What were they thinking?

 

Seriously. What do other people think? As most of you know I spent some time in my local hospital. As a result, I came into contact with a lot of different people, strangers to me. There were the doctors of course and the nurses, patients, cleaning staff, physiotherapists, occupational therapist, technicians, the list is endless.  All those people came together to make my stay, perhaps not enjoyable, but beneficial. And as I looked into their faces, I wondered… were they thinking?

I saw an elderly woman facing an uphill climb, literally. They were teaching her to do stairs again. I saw her face as she looked at the edifice in front of her. I tried to engage her but either she wasn’t in the right place emotionally or she didn’t speak the language. So, I smiled and nodded my head. She didn’t react. I wondered what was going through her mind. Was she sad, annoyed or maybe just indifferent?

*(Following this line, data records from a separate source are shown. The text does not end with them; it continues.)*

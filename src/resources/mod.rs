//! Render Resources
//!
//! Data the pipeline draws with, independent of any particular backend:
//! - Texture / Buffer / Framebuffer: device-backed handles with metadata
//! - Geometry: planar mesh data, primitives and the geometry store
//! - Material: closed material kinds and the material store
//! - Registry: the typed, name-keyed render resource registry

pub mod geometry;
pub mod material;
pub mod primitives;
pub mod registry;
pub mod texture;

pub use geometry::{Geometry, GeometryHandle, GeometryStore, MeshData};
pub use material::{
    BlendMode, FrameFeatures, Material, MaterialHandle, MaterialKind, MaterialStore,
    PhongMaterial, TextureBindings, UnlitMaterial,
};
pub use registry::{RenderResource, ResourceRegistry, TypedResource, names};
pub use texture::{Buffer, Framebuffer, Texture};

I saw man who had lost both of his legs at different points. He didn’t hide his injury nor did he flaunt it. He faced his new reality and he didn’t flinch. He smiled and he joked with the staff. He smiled at me and gave me a thumbs up. It made me feel good. He was not a young man but he wasn’t done with life either.

We often judge other people based on what we see, not on what we know. That does us a disservice. People who look at us can’t know what we’re thinking, what we’re feeling. They only see what we choose for them to see. I think we do it for protection. But by shutting ourselves off, we miss so much.

As we journey through our day, we meet dozens perhaps hundreds of people, and sometimes only one or two. Each person that we interact with is a potential. Potential what you ask? Well, a potential friend, a potential business associate, a potential confidant. We can’t know who or what someone is until we have spent time with them. And perhaps the time we don’t spend with them is the missed opportunity.

I wonder about all the people I met. I know they affected me. I may not know exactly in what way but I believe I am a better person for having gone through the experience and for the people I met. These past weeks are not something I’m going to forget in a hurry and maybe that’s a good thing.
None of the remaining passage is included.